For example, the N2D instances are basically the price of the N1 instances or even cheaper with committed-use discounts. Given that they provide 39% more performance, should the N1 instances be considered obsolete once the N2D exits beta? I know that there could be workloads that would be better on Intel than AMD, but it seems like there would be little reason to get an N1 instance once the N2D exits beta.

Likewise, the N2D has the basically same sustained-use price as the E2 instances (which only have the performance of N1 instances). What's the point of E2 instances if they're the same price? Shouldn't I be getting a discount given that Google can more efficiently use the resources?

It's great to see the improvements at Google Cloud.
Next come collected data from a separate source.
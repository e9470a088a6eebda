//! Idempotency tokens for provider calls
//!
//! Mutating provider APIs accept a client token so a retried request is
//! applied at most once. The token is derived from the activity identity,
//! so every retry of the same activity sends the same token.

use crate::activity::ActivityContext;

/// Fill `token` with the activity's idempotency token unless one was supplied
pub fn token_for(ctx: &ActivityContext, token: &mut Option<String>) {
    if token.is_none() {
        *token = Some(format!("{}-{}", ctx.run_id(), ctx.activity_id()));
    }
}
//! Cloudplane integrated services
//!
//! Integrated services (monitoring, logging, DNS, ingress) are attached to
//! clusters as [`ServiceInstance`]s. The API layer writes the desired
//! state; the [`Reconciler`] walks each instance through the install,
//! upgrade and uninstall phases by calling a [`ServiceOperator`] one
//! activity at a time.
//!
//! ```text
//!  ServiceApi ──spec──▶ InstanceStore ◀──status── Reconciler
//!                                                    │
//!                                         Execution (run id, activities)
//!                                                    │
//!                                            ServiceOperator
//! ```

pub mod api;
pub mod cluster;
pub mod error;
pub mod execution;
pub mod model;
pub mod operator;
pub mod reconciler;
pub mod store;
pub mod upgrade;

pub use api::{ServiceApi, resource_path};
pub use cluster::{Authorizer, Cluster, ClusterLookup, DnsRecords, OrgMembership, StaticClusters};
pub use error::{Result, ServiceError};
pub use execution::Execution;
pub use model::{ManagementStatus, Phase, ServiceInstance, ServiceKey, ServiceSpec, ServiceStatus};
pub use operator::{OperationRequest, ServiceOperator};
pub use reconciler::{
    Decision, MAX_INSTALL_CYCLES, Reconciler, ReconcilerConfig, Transition, plan,
};
pub use store::{FileStore, InstanceStore, MemoryStore};
pub use upgrade::{UpgradePathError, UpgradePaths, next_version, upgrade_route};
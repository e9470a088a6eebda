//! Wiring of settings into the service core

use cloudplane_cloud::{RetryPolicy, Waiter};
use cloudplane_config::Settings;
use cloudplane_helm::{ChartSpec, Helm, HelmOperator};
use cloudplane_services::{
    Cluster, FileStore, InstanceStore, OrgMembership, Reconciler, ReconcilerConfig, ServiceApi,
    StaticClusters,
};
use std::sync::Arc;
use std::time::Duration;

pub struct Daemon {
    pub store: Arc<dyn InstanceStore>,
    pub clusters: Arc<StaticClusters>,
    pub api: ServiceApi,
    pub reconciler: Arc<Reconciler>,
    pub resync_interval: Duration,
}

impl Daemon {
    pub fn from_settings(settings: &Settings) -> anyhow::Result<Self> {
        let state_dir = settings.state_dir()?;
        tracing::debug!("Using state directory {}", state_dir.display());
        let store: Arc<dyn InstanceStore> = Arc::new(FileStore::new(state_dir));

        let clusters = Arc::new(StaticClusters::new(settings.clusters.iter().map(|c| {
            Cluster {
                id: c.id,
                name: c.name.clone(),
                org_id: c.org_id,
                uid: c.uid.clone(),
                ready: c.ready,
                rbac_enabled: c.rbac_enabled,
            }
        })));

        let authorizer = settings
            .authorization
            .users
            .iter()
            .fold(OrgMembership::new(), |authz, user| {
                authz.with_member(user.name.clone(), user.org_id)
            });

        let operator = settings.services.iter().fold(
            HelmOperator::new(
                Helm::new(&settings.helm.binary),
                Waiter::new(settings.waiter.poll_interval()),
            ),
            |operator, (name, service)| {
                let mut chart = ChartSpec::new(service.chart.clone(), service.namespace.clone())
                    .with_upgrade_paths(service.upgrade_paths.clone());
                if let Some(url) = &service.repository {
                    chart = chart.with_repository(url.clone());
                }
                operator.with_chart(name.clone(), chart)
            },
        );

        let config = ReconcilerConfig {
            retry: RetryPolicy {
                max_attempts: settings.retry.max_attempts,
                initial_delay: settings.retry.initial_delay(),
                max_delay: settings.retry.max_delay(),
                backoff_multiplier: settings.retry.backoff_multiplier,
            },
            auto_retry_limit: settings.reconciler.auto_retry_limit,
        };

        let api = ServiceApi::new(store.clone(), clusters.clone(), Arc::new(authorizer));
        let reconciler = Arc::new(Reconciler::new(
            store.clone(),
            Arc::new(operator),
            clusters.clone(),
            config,
        ));

        Ok(Self {
            store,
            clusters,
            api,
            reconciler,
            resync_interval: settings.reconciler.resync_interval(),
        })
    }
}
//! helm CLI wrapper
//!
//! Wraps the helm commands the operator needs. Every command targets a
//! cluster through its kube context.

use crate::error::{HelmError, Result};
use serde::{Deserialize, Serialize};
use std::fmt;
use std::io::ErrorKind;
use std::path::{Path, PathBuf};
use std::process::Stdio;
use tokio::io::AsyncWriteExt;
use tokio::process::Command;

/// helm CLI wrapper
#[derive(Debug, Clone)]
pub struct Helm {
    binary: PathBuf,
}

impl Default for Helm {
    fn default() -> Self {
        Self::new("helm")
    }
}

/// Where a release lives
#[derive(Debug, Clone, Copy)]
pub struct ReleaseTarget<'a> {
    pub kube_context: &'a str,
    pub namespace: &'a str,
    pub release: &'a str,
}

impl ReleaseTarget<'_> {
    fn args(&self) -> [&str; 4] {
        [
            "--namespace",
            self.namespace,
            "--kube-context",
            self.kube_context,
        ]
    }
}

/// Chart installation request
#[derive(Debug, Clone)]
pub struct ChartInstall<'a> {
    pub chart: &'a str,
    pub version: &'a str,
    pub values: &'a serde_json::Value,

    /// Stored as the release description so a later status call can tell
    /// whether this exact request was already applied
    pub description: &'a str,
}

impl Helm {
    pub fn new(binary: impl AsRef<Path>) -> Self {
        Self {
            binary: binary.as_ref().to_path_buf(),
        }
    }

    pub fn binary(&self) -> &Path {
        &self.binary
    }

    /// Check that helm can be executed and return its version
    pub async fn version(&self) -> Result<String> {
        let output = self.run_command(&["version", "--short"], None).await?;
        Ok(output.trim().to_string())
    }

    /// Run a helm command and return stdout
    async fn run_command(&self, args: &[&str], stdin: Option<&str>) -> Result<String> {
        let mut cmd = Command::new(&self.binary);
        cmd.args(args);
        cmd.stdin(if stdin.is_some() {
            Stdio::piped()
        } else {
            Stdio::null()
        });
        cmd.stdout(Stdio::piped());
        cmd.stderr(Stdio::piped());

        tracing::debug!("Running: {} {}", self.binary.display(), args.join(" "));

        let mut child = cmd.spawn().map_err(|e| match e.kind() {
            ErrorKind::NotFound => HelmError::HelmNotFound,
            _ => HelmError::IoError(e),
        })?;

        if let (Some(input), Some(mut pipe)) = (stdin, child.stdin.take()) {
            pipe.write_all(input.as_bytes()).await?;
            pipe.shutdown().await?;
        }

        let output = child.wait_with_output().await?;

        if !output.status.success() {
            let stderr = String::from_utf8_lossy(&output.stderr).trim().to_string();
            return Err(HelmError::CommandFailed(stderr));
        }

        Ok(String::from_utf8_lossy(&output.stdout).to_string())
    }

    /// Add (or refresh) a chart repository
    pub async fn repo_add(&self, name: &str, url: &str) -> Result<()> {
        self.run_command(&["repo", "add", name, url, "--force-update"], None)
            .await?;
        Ok(())
    }

    /// Install the release, or upgrade it when it already exists
    ///
    /// Values are passed on stdin; JSON is valid YAML for `-f -`.
    pub async fn upgrade_install(
        &self,
        target: &ReleaseTarget<'_>,
        install: &ChartInstall<'_>,
    ) -> Result<()> {
        let values = match install.values {
            serde_json::Value::Null => "{}".to_string(),
            values => serde_json::to_string(values)?,
        };

        let mut args = vec![
            "upgrade",
            target.release,
            install.chart,
            "--install",
            "--version",
            install.version,
            "--create-namespace",
            "--description",
            install.description,
            "--values",
            "-",
        ];
        args.extend(target.args());

        self.run_command(&args, Some(&values)).await?;
        Ok(())
    }

    /// Current state of a release
    pub async fn status(&self, target: &ReleaseTarget<'_>) -> Result<Release> {
        let mut args = vec!["status", target.release, "--output", "json"];
        args.extend(target.args());

        let output = self
            .run_command(&args, None)
            .await
            .map_err(|e| not_found_as(e, target.release))?;
        let release: Release = serde_json::from_str(&output)?;
        Ok(release)
    }

    /// Uninstall a release
    pub async fn uninstall(&self, target: &ReleaseTarget<'_>) -> Result<()> {
        let mut args = vec!["uninstall", target.release, "--wait"];
        args.extend(target.args());

        self.run_command(&args, None)
            .await
            .map_err(|e| not_found_as(e, target.release))?;
        Ok(())
    }
}

/// helm reports a missing release only through its stderr text
fn not_found_as(err: HelmError, release: &str) -> HelmError {
    match err {
        HelmError::CommandFailed(stderr) if stderr.contains("release: not found") => {
            HelmError::ReleaseNotFound(release.to_string())
        }
        other => other,
    }
}

/// Release as reported by `helm status --output json`
#[derive(Debug, Clone, Serialize, Deserialize)]
pub struct Release {
    pub name: String,
    #[serde(default)]
    pub namespace: String,
    #[serde(default)]
    pub version: u32,
    pub info: ReleaseInfo,
    #[serde(default)]
    pub chart: Option<ChartInfo>,
}

impl Release {
    pub fn chart_version(&self) -> Option<&str> {
        self.chart.as_ref().map(|c| c.metadata.version.as_str())
    }
}

#[derive(Debug, Clone, Serialize, Deserialize)]
pub struct ReleaseInfo {
    pub status: ReleaseStatus,
    #[serde(default)]
    pub description: String,
}

#[derive(Debug, Clone, Serialize, Deserialize)]
pub struct ChartInfo {
    pub metadata: ChartMetadata,
}

#[derive(Debug, Clone, Serialize, Deserialize)]
pub struct ChartMetadata {
    pub name: String,
    pub version: String,
    #[serde(rename = "appVersion", default)]
    pub app_version: Option<String>,
}

#[derive(Debug, Clone, Copy, PartialEq, Eq, Serialize, Deserialize)]
#[serde(rename_all = "kebab-case")]
pub enum ReleaseStatus {
    Deployed,
    Uninstalled,
    Superseded,
    Failed,
    Uninstalling,
    PendingInstall,
    PendingUpgrade,
    PendingRollback,
    #[serde(other)]
    Unknown,
}

impl ReleaseStatus {
    pub fn is_pending(&self) -> bool {
        matches!(
            self,
            ReleaseStatus::PendingInstall
                | ReleaseStatus::PendingUpgrade
                | ReleaseStatus::PendingRollback
        )
    }
}

impl fmt::Display for ReleaseStatus {
    fn fmt(&self, f: &mut fmt::Formatter<'_>) -> fmt::Result {
        let s = match self {
            ReleaseStatus::Deployed => "deployed",
            ReleaseStatus::Uninstalled => "uninstalled",
            ReleaseStatus::Superseded => "superseded",
            ReleaseStatus::Failed => "failed",
            ReleaseStatus::Uninstalling => "uninstalling",
            ReleaseStatus::PendingInstall => "pending-install",
            ReleaseStatus::PendingUpgrade => "pending-upgrade",
            ReleaseStatus::PendingRollback => "pending-rollback",
            ReleaseStatus::Unknown => "unknown",
        };
        f.write_str(s)
    }
}

#[cfg(test)]
mod tests {
    use super::*;

    #[test]
    fn test_parse_release() {
        let json = r#"{
            "name": "monitoring",
            "namespace": "observability",
            "version": 3,
            "info": {
                "first_deployed": "2026-01-05T10:00:00Z",
                "status": "pending-upgrade",
                "description": "cloudplane:run-1-2"
            },
            "chart": {
                "metadata": {
                    "name": "kube-prometheus-stack",
                    "version": "58.2.1",
                    "appVersion": "v0.73.2"
                }
            }
        }"#;

        let release: Release = serde_json::from_str(json).unwrap();
        assert_eq!(release.version, 3);
        assert_eq!(release.info.status, ReleaseStatus::PendingUpgrade);
        assert!(release.info.status.is_pending());
        assert_eq!(release.info.description, "cloudplane:run-1-2");
        assert_eq!(release.chart_version(), Some("58.2.1"));
    }

    #[test]
    fn test_unknown_status() {
        let json = r#"{"name": "x", "info": {"status": "something-new"}}"#;
        let release: Release = serde_json::from_str(json).unwrap();
        assert_eq!(release.info.status, ReleaseStatus::Unknown);
        assert!(release.chart_version().is_none());
    }

    #[test]
    fn test_not_found_detection() {
        let err = not_found_as(
            HelmError::CommandFailed("Error: release: not found".to_string()),
            "logging",
        );
        assert!(matches!(err, HelmError::ReleaseNotFound(name) if name == "logging"));

        let err = not_found_as(
            HelmError::CommandFailed("Error: Kubernetes cluster unreachable".to_string()),
            "logging",
        );
        assert!(matches!(err, HelmError::CommandFailed(_)));
    }

    #[tokio::test]
    async fn test_missing_binary() {
        let helm = Helm::new("/nonexistent/bin/helm");
        assert!(matches!(helm.version().await, Err(HelmError::HelmNotFound)));
    }
}
use std::path::PathBuf;
use thiserror::Error;

#[derive(Error, Debug)]
pub enum ConfigError {
    #[error("Configuration directory not found")]
    ConfigDirNotFound,

    #[error(
        "Configuration file not found. Looked in:\n\
        - current directory: cloudplane.local.yaml, .cloudplane.local.yaml, cloudplane.yaml, .cloudplane.yaml\n\
        - ./.cloudplane/ directory\n\
        - ~/.config/cloudplane/cloudplane.yaml\n\
        Set CLOUDPLANE_CONFIG_PATH to point at a file directly"
    )]
    ConfigFileNotFound,

    #[error("Failed to parse {path}: {source}")]
    Parse {
        path: PathBuf,
        #[source]
        source: serde_yaml::Error,
    },

    #[error("Invalid configuration: {0}")]
    Invalid(String),

    #[error("IO error: {0}")]
    Io(#[from] std::io::Error),
}

pub type Result<T> = std::result::Result<T, ConfigError>;
use crate::commands::status::print_instance;
use crate::daemon::Daemon;
use colored::Colorize;

pub async fn enable(
    daemon: &Daemon,
    user: &str,
    cluster_id: u64,
    service: &str,
    version: &str,
    values: Option<&str>,
) -> anyhow::Result<()> {
    let config = match values {
        Some(raw) => serde_json::from_str(raw)
            .map_err(|e| anyhow::anyhow!("--values is not valid JSON: {}", e))?,
        None => serde_json::Value::Null,
    };

    let instance = daemon
        .api
        .enable(user, cluster_id, service, version, config)
        .await?;
    println!("{} {}", "Enabled".green(), instance.key());
    print_instance(&instance);
    Ok(())
}

pub async fn disable(
    daemon: &Daemon,
    user: &str,
    cluster_id: u64,
    service: &str,
) -> anyhow::Result<()> {
    let instance = daemon.api.disable(user, cluster_id, service).await?;
    println!("{} {}", "Disabled".yellow(), instance.key());
    print_instance(&instance);
    Ok(())
}

pub async fn retry(
    daemon: &Daemon,
    user: &str,
    cluster_id: u64,
    service: &str,
) -> anyhow::Result<()> {
    let instance = daemon.api.retry(user, cluster_id, service).await?;
    println!("{} {}", "Retry requested for".cyan(), instance.key());
    Ok(())
}

pub async fn detach(daemon: &Daemon, user: &str, cluster_id: u64) -> anyhow::Result<()> {
    let keys = daemon.api.detach_cluster(user, cluster_id).await?;
    println!(
        "{} cluster {} ({} services disabled)",
        "Detached".yellow(),
        cluster_id,
        keys.len()
    );
    Ok(())
}
//! Cluster, DNS and authorization collaborators
//!
//! These are consumed by the reconciler and the API surface only through
//! the traits below; the real implementations live outside this crate.

use crate::error::{Result, ServiceError};
use async_trait::async_trait;
use cloudplane_cloud::ActivityError;
use serde::{Deserialize, Serialize};
use std::collections::HashMap;

/// Cluster as seen by the service core
#[derive(Debug, Clone, PartialEq, Eq, Serialize, Deserialize)]
pub struct Cluster {
    pub id: u64,
    pub name: String,
    pub org_id: u64,
    pub uid: String,
    pub ready: bool,
    pub rbac_enabled: bool,
}

#[async_trait]
pub trait ClusterLookup: Send + Sync {
    /// Look up a cluster by id
    async fn get_cluster(&self, cluster_id: u64) -> Result<Cluster>;
}

#[async_trait]
pub trait DnsRecords: Send + Sync {
    /// Delete every DNS record owned by the cluster `uid` in `org_id`
    async fn delete_records_owned_by(
        &self,
        uid: &str,
        org_id: u64,
    ) -> std::result::Result<(), ActivityError>;
}

#[async_trait]
pub trait Authorizer: Send + Sync {
    /// Whether `user` in `org_id` may call `method` on `path`
    async fn enforce(&self, org_id: u64, user: &str, path: &str, method: &str) -> Result<bool>;
}

/// Fixed set of clusters, e.g. loaded from the settings file
#[derive(Debug, Clone, Default)]
pub struct StaticClusters {
    clusters: HashMap<u64, Cluster>,
}

impl StaticClusters {
    pub fn new(clusters: impl IntoIterator<Item = Cluster>) -> Self {
        Self {
            clusters: clusters.into_iter().map(|c| (c.id, c)).collect(),
        }
    }

    pub fn iter(&self) -> impl Iterator<Item = &Cluster> {
        self.clusters.values()
    }
}

#[async_trait]
impl ClusterLookup for StaticClusters {
    async fn get_cluster(&self, cluster_id: u64) -> Result<Cluster> {
        self.clusters
            .get(&cluster_id)
            .cloned()
            .ok_or(ServiceError::ClusterNotFound(cluster_id))
    }
}

/// Grants every request of known members of an organization
#[derive(Debug, Clone, Default)]
pub struct OrgMembership {
    members: HashMap<String, Vec<u64>>,
}

impl OrgMembership {
    pub fn new() -> Self {
        Self::default()
    }

    pub fn with_member(mut self, user: impl Into<String>, org_id: u64) -> Self {
        self.members.entry(user.into()).or_default().push(org_id);
        self
    }
}

#[async_trait]
impl Authorizer for OrgMembership {
    async fn enforce(&self, org_id: u64, user: &str, path: &str, method: &str) -> Result<bool> {
        let granted = self
            .members
            .get(user)
            .is_some_and(|orgs| orgs.contains(&org_id));
        if !granted {
            tracing::debug!("Denied {} {} for {} in org {}", method, path, user, org_id);
        }
        Ok(granted)
    }
}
I'm glad to see lower-cost, high-performance options available. However, I guess I'm left wondering who is choosing what. I look at the pricing and think, "who would choose an N1 or N2 given the N2D?" Sure, there are people with specific requirements, but it seems like the N2D should be the default in my mind.

This might sound a bit like complaining, but I do love how I can just lookup memory and CPU pricing easily. Rather than having to remember name-mappings, I just choose from one of the families (N1, N2, E2, N2D) and can look at the memory and CPU pricing. It makes it really simple to understand what you're paying. It's just that as more families get added and Google varies how it applies sustained-use and committed-use discounts between the families, it becomes more difficult to choose between them.

For example, if I'm going for a 1-year commitment, should I go with an E2 at $10.03/vCPU or an N2D at $12.65/vCPU. The N2D should provide more performance than the 26% price increase, yes? Why can't I get an EPYC based E-series to really drive down costs?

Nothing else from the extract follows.